At the line with "the current time.", start copying; carry on through the last line of the material below, exactly as written, and stop there.
*** Materials provided Section Begins ***
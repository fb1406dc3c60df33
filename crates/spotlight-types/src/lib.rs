//! Shared types for the Spotlight hotspot workspace.
//!
//! - [`color`] – hex color parsing, [`HotSpotStyle`] and the alert palette.
//! - [`records`] – hotspot payloads, telemetry readings, UI snapshots and
//!   viewer commands.
//! - [`Event`] / [`EventPayload`] – the envelope routed over the event bus.
//! - [`SpotError`] – the workspace-wide error type.

use chrono::{DateTime, Utc};
use serde::{Deserialize, Serialize};
use thiserror::Error;
use uuid::Uuid;

pub mod color;
pub mod records;

pub use color::{AlertPalette, Color, HotSpotStyle, Swatch};
pub use records::{
    AnchorSpec, FocusSnapshot, HotSpotData, HotSpotDefinition, HotSpotEntry, SceneHandle,
    TelemetryReading, ViewState, ViewerCommand,
};

/// Unified event wrapper for the event bus.
#[derive(Debug, Clone, Serialize, Deserialize)]
pub struct Event {
    pub id: Uuid,
    pub timestamp: DateTime<Utc>,
    /// e.g. `"spotlight-middleware::sim_telemetry"`
    pub source: String,
    pub payload: EventPayload,
}

impl Event {
    /// Stamp `payload` with a fresh id and the current time.
    pub fn new(source: impl Into<String>, payload: EventPayload) -> Self {
        Self {
            id: Uuid::new_v4(),
            timestamp: Utc::now(),
            source: source.into(),
            payload,
        }
    }
}

/// Variants of data routed over the event bus.
#[derive(Debug, Clone, PartialEq, Serialize, Deserialize)]
pub enum EventPayload {
    Telemetry(TelemetryReading),
    Command(ViewerCommand),
    Snapshot(FocusSnapshot),
    /// Registry lifecycle notice (`hotspot.created`, `hotspot.clicked`, ...).
    HotSpot { event: String, hotspot_id: String },
    Fault { component: String, message: String },
}

/// Errors spanning color computation, scene binding and transport.
#[derive(Error, Debug, Clone, PartialEq, Serialize, Deserialize)]
pub enum SpotError {
    #[error("Bad Hex Number: {0}")]
    BadColor(String),

    #[error("Hotspot {id} has a malformed style: {details}")]
    InvalidStyle { id: String, details: String },

    #[error("Anchor for hotspot {id} cannot be resolved: {details}")]
    UnresolvableAnchor { id: String, details: String },

    #[error("Unknown hotspot: {0}")]
    UnknownHotSpot(String),

    #[error("No extension registered under id: {0}")]
    UnknownExtension(String),

    #[error("Scene engine error: {0}")]
    Scene(String),

    #[error("Channel error: {0}")]
    Channel(String),

    #[error("Serialization error: {0}")]
    Serialization(String),
}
*** Materials provided Section Ends ***
◆ Exercise solution
    /// Stamp `payload` with a fresh id and the current time.
    pub fn new(source: impl Into<String>, payload: EventPayload) -> Self {
        Self {
            id: Uuid::new_v4(),
            timestamp: Utc::now(),
            source: source.into(),
            payload,
        }
    }
}

/// Variants of data routed over the event bus.
#[derive(Debug, Clone, PartialEq, Serialize, Deserialize)]
pub enum EventPayload {
    Telemetry(TelemetryReading),
    Command(ViewerCommand),
    Snapshot(FocusSnapshot),
    /// Registry lifecycle notice (`hotspot.created`, `hotspot.clicked`, ...).
    HotSpot { event: String, hotspot_id: String },
    Fault { component: String, message: String },
}

/// Errors spanning color computation, scene binding and transport.
#[derive(Error, Debug, Clone, PartialEq, Serialize, Deserialize)]
pub enum SpotError {
    #[error("Bad Hex Number: {0}")]
    BadColor(String),

    #[error("Hotspot {id} has a malformed style: {details}")]
    InvalidStyle { id: String, details: String },

    #[error("Anchor for hotspot {id} cannot be resolved: {details}")]
    UnresolvableAnchor { id: String, details: String },

    #[error("Unknown hotspot: {0}")]
    UnknownHotSpot(String),

    #[error("No extension registered under id: {0}")]
    UnknownExtension(String),

    #[error("Scene engine error: {0}")]
    Scene(String),

    #[error("Channel error: {0}")]
    Channel(String),

    #[error("Serialization error: {0}")]
    Serialization(String),
}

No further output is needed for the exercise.